The Wall Mounted Pull Up/ Chin Up Bar allows you to perform pull ups easily and safely. Pull ups and chin ups are one of the staple exercises that should be a part of everyone’s workout routine, especially if you want to strengthen you back. You can change the emphasis of the parts of your body you target, the wider grip is going to activate the lats primarily, but if you take a narrow grip, your biceps are going to be involved in the movement a little more.
Your pull up bar at home will be mounted on the wall and can be used safely. Pre-checks are essential to make sure that the place of mounting is stable and can support body weight before setting up.
- Wall Mounted Chin Up / Pull Up Bar designed for home training
- Ergonomically designed for extra comfort
- Ideal addition to any home gym
- Safe to use up to 120Kgs
- Comes with all fixings
Note: please ensure the bar is securely mounted to a suitable surface prior to use.
Using the Pull Up Bar
Pull ups are an extremely effective compound exercise that is included in many peoples regular work out routines. A straight forward movement, the benefits of regular pull ups will be felt in your arms, shoulders, back, and chest. Properly performed pulls up will also help in improving your posture and grip strength, as well as your overall fitness. By no means, the easiest of exercises, adding a set of pull ups into your weekly work out will build strength and give you a good sense of achievement.
To perform a pull-up, begin by gripping the bar in an overhand grip, ensuring you have grasped it firmly so you not slip. Check that your hands are about a shoulders width apart, so you are not over stretching, and then your hang arms straight from the bar. It is now time to pull yourself upwards towards the bar. A full pull up is when your chest is nearly touching the bar and your chin is over it. Once you have gotten to this stage, begin to let yourself down in a controlled and even manner.
When performing your pull ups, try to remember to keep your body straight at all times. You should always feel in control of your movements allowing your natural strength to perform the exercise. Avoid arching your back or swinging. The pressure should be on your muscles and not your spine. Your feet should never be touching the floor when performing the exercise. Keep your legs straight or bent at the knees with your feet crossed. This will help in maintaining the correct posture of the pull-up.
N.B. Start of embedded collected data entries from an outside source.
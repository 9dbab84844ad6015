//! Broker process lifecycle control.
//!
//! The [`ProcessController`] launches the broker in its own process group
//! so one signal reaches it and any children it spawns, captures combined
//! stdout/stderr, and enforces the escalation contract: a bounded wait,
//! then — only if the wait times out — a single forced kill followed by a
//! final reap. The process is always reaped through one of those paths.

use std::process::Stdio;
use std::sync::Arc;
use std::time::Duration;

use nix::errno::Errno;
use nix::sys::signal::{killpg, Signal};
use nix::unistd::Pid;
use tokio::io::{AsyncRead, AsyncReadExt};
use tokio::process::{Child, Command};
use tokio::sync::Mutex;
use tokio::task::JoinHandle;

use crate::error::{HarnessError, Result};

/// Command line used to launch the broker under test.
#[derive(Debug, Clone)]
pub struct ProcessSpec {
    /// Program to execute.
    pub program: String,
    /// Arguments passed to the program.
    pub args: Vec<String>,
}

impl ProcessSpec {
    /// Create a spec from a program and its arguments.
    pub fn new(program: impl Into<String>, args: impl IntoIterator<Item = String>) -> Self {
        Self {
            program: program.into(),
            args: args.into_iter().collect(),
        }
    }

    /// Build a spec from a full command line (`["cargo", "run"]`).
    ///
    /// Returns `None` for an empty command line.
    pub fn from_command_line(command: &[String]) -> Option<Self> {
        let (program, args) = command.split_first()?;
        Some(Self::new(program.clone(), args.to_vec()))
    }
}

/// Lifecycle state of the broker process.
#[derive(Debug, Clone, Copy, PartialEq, Eq)]
pub enum ProcessState {
    /// Spawn requested but not yet confirmed.
    Starting,
    /// Spawned and (presumably) serving.
    Running,
    /// A termination signal has been delivered to the group.
    SignalSent,
    /// Exited and reaped after a bounded wait.
    Exited,
    /// Did not exit in time; killed unconditionally and reaped.
    ForceKilled,
}

/// Result of delivering a signal to the process group.
#[derive(Debug, Clone, Copy, PartialEq, Eq)]
pub enum SignalOutcome {
    /// Signal delivered to a live group.
    Delivered,
    /// The group was already gone — benign, not an error.
    AlreadyTerminated,
}

/// Result of a bounded wait for process exit.
#[derive(Debug, Clone, Copy, PartialEq, Eq)]
pub enum WaitOutcome {
    /// The process exited; the code follows the `subprocess` convention
    /// (negated signal number when signal-terminated, `None` only when
    /// neither a code nor a signal is available).
    Exited(Option<i32>),
    /// The timeout elapsed with the process still running.
    TimedOut,
}

/// Controls one broker child process.
#[derive(Debug)]
pub struct ProcessController {
    child: Child,
    pid: i32,
    state: ProcessState,
    output: Arc<Mutex<Vec<u8>>>,
    capture_tasks: Vec<JoinHandle<()>>,
}

impl ProcessController {
    /// Launch the broker in a new process group.
    ///
    /// stdout and stderr are piped and drained into a single combined
    /// capture buffer by background tasks, so the child can never block
    /// on a full pipe. State moves Starting → Running.
    ///
    /// # Errors
    ///
    /// Returns [`HarnessError::Launch`] if the spawn fails or the child
    /// dies before a pid can be observed. This is the one scenario-fatal
    /// failure.
    pub async fn start(spec: &ProcessSpec) -> Result<Self> {
        tracing::info!(program = %spec.program, args = ?spec.args, "starting broker");

        let mut command = Command::new(&spec.program);
        command
            .args(&spec.args)
            .stdin(Stdio::null())
            .stdout(Stdio::piped())
            .stderr(Stdio::piped())
            .kill_on_drop(true)
            .process_group(0);

        let mut child = command.spawn().map_err(|e| {
            HarnessError::Launch(format!("failed to spawn `{}`: {e}", spec.program))
        })?;

        let pid = child
            .id()
            .ok_or_else(|| HarnessError::Launch("broker exited before a pid was observed".into()))?
            as i32;

        let output = Arc::new(Mutex::new(Vec::new()));
        let mut capture_tasks = Vec::with_capacity(2);
        if let Some(stdout) = child.stdout.take() {
            capture_tasks.push(spawn_capture(stdout, Arc::clone(&output)));
        }
        if let Some(stderr) = child.stderr.take() {
            capture_tasks.push(spawn_capture(stderr, Arc::clone(&output)));
        }

        tracing::info!(pid, "broker running");
        Ok(Self {
            child,
            pid,
            state: ProcessState::Running,
            output,
            capture_tasks,
        })
    }

    /// Process id of the group leader (the broker itself).
    #[inline]
    pub fn pid(&self) -> i32 {
        self.pid
    }

    /// Current lifecycle state.
    #[inline]
    pub fn state(&self) -> ProcessState {
        self.state
    }

    /// Deliver `sig` to the whole process group.
    ///
    /// ESRCH (no such process group) means the broker already exited and
    /// is reported as [`SignalOutcome::AlreadyTerminated`].
    ///
    /// # Errors
    ///
    /// Returns [`HarnessError::Signal`] for any other delivery failure,
    /// which is scenario-fatal.
    pub fn signal_group(&mut self, sig: Signal) -> Result<SignalOutcome> {
        // process_group(0) made the child its own group leader, so the
        // group id equals its pid.
        match killpg(Pid::from_raw(self.pid), sig) {
            Ok(()) => {
                tracing::info!(pid = self.pid, signal = %sig, "signaled process group");
                self.state = ProcessState::SignalSent;
                Ok(SignalOutcome::Delivered)
            }
            Err(Errno::ESRCH) => {
                tracing::info!(pid = self.pid, "process group already terminated");
                Ok(SignalOutcome::AlreadyTerminated)
            }
            Err(e) => Err(HarnessError::Signal(format!(
                "killpg({}, {sig}) failed: {e}",
                self.pid
            ))),
        }
    }

    /// Wait for exit, bounded by `timeout`.
    ///
    /// On exit the process is reaped and state moves to `Exited`. On
    /// timeout the process keeps running and the caller is expected to
    /// escalate via [`force_kill`](Self::force_kill).
    pub async fn wait(&mut self, timeout: Duration) -> Result<WaitOutcome> {
        match tokio::time::timeout(timeout, self.child.wait()).await {
            Ok(status) => {
                let code = exit_code(&status?);
                self.state = ProcessState::Exited;
                tracing::info!(pid = self.pid, ?code, "broker exited");
                Ok(WaitOutcome::Exited(code))
            }
            Err(_) => {
                tracing::warn!(pid = self.pid, "broker did not exit within {:?}", timeout);
                Ok(WaitOutcome::TimedOut)
            }
        }
    }

    /// Kill the process group unconditionally, then reap.
    ///
    /// The escalation path for a wait timeout. The final reap is
    /// unbounded by design: after SIGKILL the only thing left to collect
    /// is the zombie entry, and skipping it would leak the process.
    pub async fn force_kill(&mut self) -> Result<Option<i32>> {
        tracing::warn!(pid = self.pid, "force-killing broker process group");
        // ESRCH here means it died between the wait timeout and now.
        match killpg(Pid::from_raw(self.pid), Signal::SIGKILL) {
            Ok(()) | Err(Errno::ESRCH) => {}
            Err(e) => {
                return Err(HarnessError::Signal(format!(
                    "killpg({}, SIGKILL) failed: {e}",
                    self.pid
                )))
            }
        }
        let status = self.child.wait().await?;
        self.state = ProcessState::ForceKilled;
        Ok(exit_code(&status))
    }

    /// Combined captured stdout/stderr.
    ///
    /// Waits briefly for the drain tasks to hit EOF so output produced
    /// right before exit is included. Call after the process has been
    /// reaped.
    pub async fn output(&mut self) -> String {
        for task in self.capture_tasks.drain(..) {
            let _ = tokio::time::timeout(Duration::from_secs(1), task).await;
        }
        let buffer = self.output.lock().await;
        String::from_utf8_lossy(&buffer).into_owned()
    }
}

/// Drain one child pipe into the shared combined buffer until EOF.
fn spawn_capture(
    mut reader: impl AsyncRead + Unpin + Send + 'static,
    buffer: Arc<Mutex<Vec<u8>>>,
) -> JoinHandle<()> {
    tokio::spawn(async move {
        let mut chunk = [0u8; 4096];
        loop {
            match reader.read(&mut chunk).await {
                Ok(0) | Err(_) => return,
                Ok(n) => buffer.lock().await.extend_from_slice(&chunk[..n]),
            }
        }
    })
}

/// Exit code following the `subprocess` convention: the code when the
/// process exited normally, the negated signal number when it was
/// signal-terminated.
fn exit_code(status: &std::process::ExitStatus) -> Option<i32> {
    use std::os::unix::process::ExitStatusExt;
    status.code().or_else(|| status.signal().map(|s| -s))
}
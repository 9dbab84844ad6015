//! Error types for the broker harness.

use thiserror::Error;

/// Main error type for all harness operations.
///
/// Expected outcomes are deliberately *not* represented here: a read that
/// times out, a signal delivered to a process that already exited, or a
/// broker that needs a forced kill are all facts the scenario records
/// (`ReadOutcome`, `SignalOutcome`, `WaitOutcome`, `ShutdownKind`), not
/// failures that unwind it.
#[derive(Debug, Error)]
pub enum HarnessError {
    /// I/O error during socket or process operations.
    #[error("I/O error: {0}")]
    Io(#[from] std::io::Error),

    /// JSON serialization error (report output only).
    #[error("JSON error: {0}")]
    Json(#[from] serde_json::Error),

    /// Value out of the representable range for its wire type.
    ///
    /// This is a programmer error: request parameters are chosen by the
    /// harness, so an out-of-range value means a broken scenario, not a
    /// broken broker.
    #[error("encoding error: {0}")]
    Encoding(String),

    /// Connection refused, unreachable, or connect timeout elapsed.
    ///
    /// Recorded into the owning client's outcome; never fatal to the
    /// scenario.
    #[error("connection error: {0}")]
    Connection(String),

    /// The broker process could not be launched. Scenario-fatal.
    #[error("broker launch failed: {0}")]
    Launch(String),

    /// Signal delivery to the broker's process group failed for a reason
    /// other than the group being gone. Scenario-fatal.
    #[error("signal delivery failed: {0}")]
    Signal(String),
}

/// Result type alias using [`HarnessError`].
pub type Result<T> = std::result::Result<T, HarnessError>;
//! # broker-harness
//!
//! Conformance and resilience test harness for a message-broker server
//! speaking a length-prefixed, big-endian binary wire protocol.
//!
//! The harness does two things:
//!
//! - **Frame encoding** ([`protocol`]): hand-constructs request frames
//!   byte-for-byte, bypassing any client library, so the broker's
//!   decoder sees exact, known inputs.
//! - **Orchestration** ([`process`], [`client`], [`scenario`]): launches
//!   the broker in its own process group, drives concurrent client
//!   connections against it, delivers a termination signal, and verifies
//!   it drains or aborts within a bounded time — escalating to a forced
//!   kill exactly once when it does not.
//!
//! Every blocking step (connect, read, hold, wait, join) is
//! timeout-bounded; there are no unbounded waits anywhere in a scenario.
//!
//! ## Example
//!
//! ```ignore
//! use broker_harness::process::ProcessSpec;
//! use broker_harness::scenario::{run_basic, ScenarioConfig};
//!
//! #[tokio::main]
//! async fn main() -> broker_harness::Result<()> {
//!     let broker = ProcessSpec::new("cargo", ["run".to_string()]);
//!     let config = ScenarioConfig::basic(broker, "127.0.0.1:9092".parse().unwrap());
//!     let result = run_basic(&config).await?;
//!     std::process::exit(if result.passed { 0 } else { 1 });
//! }
//! ```

pub mod client;
pub mod error;
pub mod mockbroker;
pub mod process;
pub mod protocol;
pub mod report;
pub mod scenario;

pub use error::{HarnessError, Result};
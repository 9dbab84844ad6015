//! One emulated broker client connection.
//!
//! A [`ClientSession`] owns a single TCP socket: it sends pre-encoded
//! frames, attempts bounded reads, and can idle to emulate a long-lived
//! client. It knows nothing about scenario logic — the simulator decides
//! what to send and when.

use std::net::SocketAddr;
use std::time::Duration;

use bytes::Bytes;
use tokio::io::{AsyncReadExt, AsyncWriteExt};
use tokio::net::TcpStream;

use crate::error::{HarnessError, Result};
use crate::protocol::EncodedMessage;

/// Bounded response read buffer, matching the size a minimal real client
/// would use for a single `recv`.
pub const READ_BUFFER_SIZE: usize = 1024;

/// Lifecycle state of a client connection.
#[derive(Debug, Clone, Copy, PartialEq, Eq)]
pub enum SessionState {
    /// Connect in progress.
    Connecting,
    /// Socket established.
    Connected,
    /// Bounded read in progress.
    AwaitingResponse,
    /// Holding the connection open, no reads or writes.
    Idling,
    /// Cleanly closed.
    Closed,
    /// A send or receive failed.
    Failed,
}

/// Result of one bounded read attempt.
///
/// A broker that never responds to a request it does not support is
/// expected behavior, so a timeout is an outcome, not an error.
#[derive(Debug, Clone, PartialEq, Eq)]
pub enum ReadOutcome {
    /// Bytes received within the timeout. Zero bytes means the broker
    /// closed the connection instead of answering.
    Data(Bytes),
    /// No data arrived within the read timeout.
    TimedOut,
}

/// A single client connection to the broker under test.
#[derive(Debug)]
pub struct ClientSession {
    id: usize,
    stream: TcpStream,
    state: SessionState,
}

impl ClientSession {
    /// Open a connection, bounded by `connect_timeout`.
    ///
    /// # Errors
    ///
    /// Returns [`HarnessError::Connection`] if the peer refuses, the
    /// address is unreachable, or the timeout elapses.
    pub async fn connect(
        id: usize,
        addr: SocketAddr,
        connect_timeout: Duration,
    ) -> Result<Self> {
        match tokio::time::timeout(connect_timeout, TcpStream::connect(addr)).await {
            Ok(Ok(stream)) => {
                tracing::debug!(client = id, %addr, "connected");
                Ok(Self {
                    id,
                    stream,
                    state: SessionState::Connected,
                })
            }
            Ok(Err(e)) => Err(HarnessError::Connection(format!(
                "client {id}: connect to {addr} failed: {e}"
            ))),
            Err(_) => Err(HarnessError::Connection(format!(
                "client {id}: connect to {addr} timed out after {connect_timeout:?}"
            ))),
        }
    }

    /// Client identifier assigned by the simulator.
    #[inline]
    pub fn id(&self) -> usize {
        self.id
    }

    /// Current lifecycle state.
    #[inline]
    pub fn state(&self) -> SessionState {
        self.state
    }

    /// Write the full encoded message and flush.
    ///
    /// Partial writes are completed before returning; the frame is either
    /// fully on the wire or the session is marked failed.
    pub async fn send(&mut self, message: &EncodedMessage) -> Result<()> {
        let result = async {
            self.stream.write_all(message.as_bytes()).await?;
            self.stream.flush().await?;
            Ok::<_, std::io::Error>(())
        }
        .await;

        match result {
            Ok(()) => Ok(()),
            Err(e) => {
                self.state = SessionState::Failed;
                Err(HarnessError::Connection(format!(
                    "client {}: send failed: {e}",
                    self.id
                )))
            }
        }
    }

    /// Attempt one bounded read of up to [`READ_BUFFER_SIZE`] bytes.
    ///
    /// Returns [`ReadOutcome::TimedOut`] if nothing arrives within
    /// `read_timeout`. EOF is reported as zero-byte [`ReadOutcome::Data`].
    pub async fn try_receive(&mut self, read_timeout: Duration) -> Result<ReadOutcome> {
        self.state = SessionState::AwaitingResponse;
        let mut buf = vec![0u8; READ_BUFFER_SIZE];

        match tokio::time::timeout(read_timeout, self.stream.read(&mut buf)).await {
            Ok(Ok(n)) => {
                buf.truncate(n);
                self.state = SessionState::Connected;
                Ok(ReadOutcome::Data(Bytes::from(buf)))
            }
            Ok(Err(e)) => {
                self.state = SessionState::Failed;
                Err(HarnessError::Connection(format!(
                    "client {}: read failed: {e}",
                    self.id
                )))
            }
            Err(_) => {
                tracing::debug!(client = self.id, "no response within {:?}", read_timeout);
                self.state = SessionState::Connected;
                Ok(ReadOutcome::TimedOut)
            }
        }
    }

    /// Keep the connection idle for `duration`.
    ///
    /// No reads or writes happen during the hold; bytes the broker sends
    /// in this window stay in the socket buffer and are ignored. Used to
    /// make sure the connection is still open when a shutdown signal
    /// reaches the broker.
    pub async fn hold_open(&mut self, duration: Duration) {
        self.state = SessionState::Idling;
        tokio::time::sleep(duration).await;
        self.state = SessionState::Connected;
    }

    /// Close the connection.
    pub fn close(mut self) {
        self.state = SessionState::Closed;
        // Dropping the stream closes the socket.
    }
}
Remember to always lock out your elbows when you are in the extended position. Failing to do this can cause injury to your elbows. The key to properly performing pull ups is to keep yourself in control at all times. Slow and even reps will be the most effective, as faster reps will mean less control and a higher risk of injury to yourself. Always control your movements, both in the motion of the pull-up and when you are lowering yourself down to finish the set. It should also be noted that relaxing your body too much, while in the initial start position, can put a lot of stress on your shoulder joints and should be avoided.
Pull up variations
1 The Classic
To perform the classic pull up correctly. Hold the bar a shoulder width apart, using a firm overhand grip. As you pull, exhale until your chest is just below the bar and your chin is just over it. In a controlled movement, begin to lower yourself slowly to the starting position, keeping your back straight at all times, avoiding arching or swinging.
2 The Tarzan
To properly perform the Tarzan pull up, grip the middle of the bar with both of your hands. Ensuring they are close together. Exhale as you pull yourself up, but before reaching the top, move your body to the right. Lower yourself in a controlled fashion and then repeat by moving towards the left side.
3 The Side to Side
The correct method of performing a side-to-side pull up is to exhale as you pull yourself to the top. As you are approaching the top of the pull-up bar, lift yourself up to the left and then to the right. Once you have completed a semi circular motion, begin to lower yourself in a slow and controlled fashion.
4 The Thrust
The thrust pull-up is properly performed by swinging your legs back and forth. This will create momentum, which you will then use to pull yourself up to the top of the bar. Ensuring your arms are a shoulder width apart, with a firm overhand grip.
5 The Knee Twist
For the knee twist pull-up to be performed correctly, begin at the top of the bar. When in the correct position, bring your knees to your chest before twisting to the left. Repeat this to the right before lowering yourself down.
6 The Leg Raises
With the standard shoulder width overhand grip, bring yourself to the top of the bar. As you reach the top, bring your legs out in front of you. Do this until they are parallel to the floor and at a right angle before lowering. Ensure the entire motion is done in a slow and controlled way for the best results.
7 The Chin up
Unlike the previous variations, to perform the chin up style of pull up, grip the bar with your palms in front of your face. With a narrow grip, pull yourself up so your shoulders are just below the bar and your chin is just above.
8 The Weighted
This version of the pull up is performed exactly like the classic. Only with this variation, use a belt to hang a weight from, or alternatively place a dumbbell securely between your legs before performing the pull-up.
9 The Towel Grip
To perform this method of the pull-up, wrap two towels over the bar. With one towel in each hand, grip and pull yourself up to the bar. Ensure your grip is always a shoulder length apart and when lowering yourself, make sure it is in a controlled and slow fashion.